Édition du 26 mars 2024

Une tribune libre pour la gauche québécoise en marche

Politique québécoise

Les Québécois-e-s impophiles ?

Réponse à l’éditorial d’Alain Dubuc du 27 mai

Pourquoi ne pas admettre tout simplement que votre passion à défendre un type d’économie néolibérale ne fait pas le poids quand on y applique un sain et critique jugement politique ? L’expérience que connaissent les Québecois-e-s de leurs services publics n’est pas, dans la vraie vie, une suite de catastrophes rapportées par les médias traditionnels et sur lesquelles les politiques auraient perdu le contrôle.

À moins que l’on ne veille discréditer, en présentant cette vision apocalyptique, l’obligation que les politiques ont d’en répondre devant la population pour y substituer celle de propriétaires privés n’ayant à répondre qu’à des actionnaires avides de rentes.

En effet, à chaque faille révélée dans ces services il y a une intervention politique pour rectifier. Insuffisantes, ces réponses du pouvoir public ? Sûrement ! Une société en progrès constant est le fruit des pressions des citoyen-ne-s manifestant un mécontentement, ou encore tout simplement leurs besoins, auxquels les hommes et les femmes publiques devraient répondre par des correctifs.

Il n’y a que l’ADQ et les Libéraux pour traduire les pressions populaires en armes de destruction massives contre le secteur public en faveur du privé. Le PQ étant d’ailleurs en train de les rejoindre sur ce terrain dévastateur. Crise politique oblige : comment refaire l’unité de tout ce beau monde autour d’un projet de société québécois servant objectivement les intérêts populaires ? Difficile et sans doute contradictoire avec les objectifs que se donnent habituellement ces politiques pour défendre un bien réel statu quo en faveur des possédants.

S’en tenir à des analyses strictement économistes conduit à l’exposition au chaos du capitalisme sauvage que la mondialisation offre sous nos yeux dans l’actualité mondiale : dégradation du climat, guerres de conquête, nouvelles maladies, rationalisations entraînant des pertes d’emplois,... La population, dans sa sagesse, a une réaction de repoussoir devant ce genre de politiques annonçant toujours le pire si on ne plie pas à son chantage d’appauvrissement, de dégradation de la nature, d’exploitation sans contrôle du Tiers-Monde, … qui nous assureraient une soi-disant prospérité collective et une création de richesses. Les promesses de ces enrichissements sont cependant toujours trahies en faveur de ces bien nantis devant être protégés contre les charges fiscales pour ne pas les décourager de maintenir un niveau de travail que tout le monde s’impose pourtant pour vivre contre une relativement faible rémunération. La justice serait-elle, plus que vous ne le penser, une valeur populaire que le politique permet de défendre en démocratie ? Ce qui, si vous osez le prétendre, ne conduit pas à l’immobilisme, mais à la satisfaction des intérêts populaires qui pourraient bien, en effet, venir en opposition à ceux du profit privé. Si c’est le tort que vous attribuez à la gauche, aux travailleur-euse-s en général, je me ferai une joie de revendiquer ce titre et de plaider coupable. Pourquoi ?

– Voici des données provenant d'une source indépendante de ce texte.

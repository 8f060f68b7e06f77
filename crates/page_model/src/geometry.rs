//! Section geometry as reported by a layout engine.

/// Vertical extent of a rendered section, in CSS pixels, relative to the
/// top of the document.
///
/// Geometry is derived, never stored: callers re-read it from the layout
/// provider on every observation because layout can change (content or
/// viewport resize) between observations.
#[derive(Debug, Clone, Copy, PartialEq)]
pub struct SectionRect {
    /// Offset of the section's top edge from the document top.
    pub top: f64,
    /// Rendered height of the section.
    pub height: f64,
}

impl SectionRect {
    pub const fn new(top: f64, height: f64) -> Self {
        Self { top, height }
    }

    /// One past the section's bottom edge.
    pub fn end(self) -> f64 {
        self.top + self.height
    }

    /// Whether `probe` falls inside the half-open range `[top, top + height)`.
    pub fn contains(self, probe: f64) -> bool {
        probe >= self.top && probe < self.end()
    }
}

#[cfg(test)]
mod tests {
    use super::SectionRect;

    #[test]
    fn contains_is_half_open() {
        let rect = SectionRect::new(800.0, 800.0);
        assert!(rect.contains(800.0));
        assert!(rect.contains(1599.0));
        assert!(!rect.contains(1600.0));
        assert!(!rect.contains(799.0));
    }

    #[test]
    fn zero_height_contains_nothing() {
        let rect = SectionRect::new(100.0, 0.0);
        assert!(!rect.contains(100.0));
    }
}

Parce que la politique a cet avantage de poser la question du pouvoir : qui le détient, qui décide et en faveur de qui ? Le système politique est donc préalable à la structure économique que l’on veut promouvoir. On y tranche au service de qui seront mises les lois du développement économique et quel projet de société elles serviront. Il est donc fort inapproprié de parler constamment de l’immobilisme à propos des opinions exprimés et de l’implication des citoyen-ne-s. Ce sont au contraire ces gestes politiques qui sont à la source du dynamisme d’une société démocratique. Ils sont, par exemple, à l’origine de projets dans un quartier, du réseau des garderies, de la répartition de la richesse dans une grève sur les salaires ou de services de santé s’adaptant à l’évolution de nouvelles maladies (sida) ou de négligences dans l’anticipation des dangers dans des milieux de travail de hautes technologies (projet Rabaska).

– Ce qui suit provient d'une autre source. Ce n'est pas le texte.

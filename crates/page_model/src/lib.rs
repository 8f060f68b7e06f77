//! Static model of the portfolio page.
//!
//! This crate provides:
//! - `SectionId`: the fixed, ordered set of content sections
//! - `SectionRect`: the on-page vertical extent of a rendered section
//! - `content`: the inline render data (profile, projects, skills, contact)
//! - `html`: string rendering of the page and the navigation bar
//!
//! Everything here is render data; the scroll-spy core consumes sections
//! only by geometry, never by content.

pub mod content;
pub mod geometry;
pub mod html;
pub mod section;

pub use geometry::SectionRect;
pub use section::SectionId;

Ce dont on vient à douter, avec des positions de votre genre, c’est de la confiance que vous mettez dans la possibilité des citoyen-ne-s de se gouverner eux-elles-mêmes dans un type de démocratie nouvelle, participative, où ils-elles prendraient et exerceraient effectivement le pouvoir. Il ne semble pas que vous soyez prêt à le leur céder. Ce qui effraie, comte tenu de l’influence que vous exercez auprès des décideurs actuels dont le pouvoir serait remis en cause radicalement.

Guy Roy

l’auteur est membre du collectif PCQ de Québec solidaire à Lévis.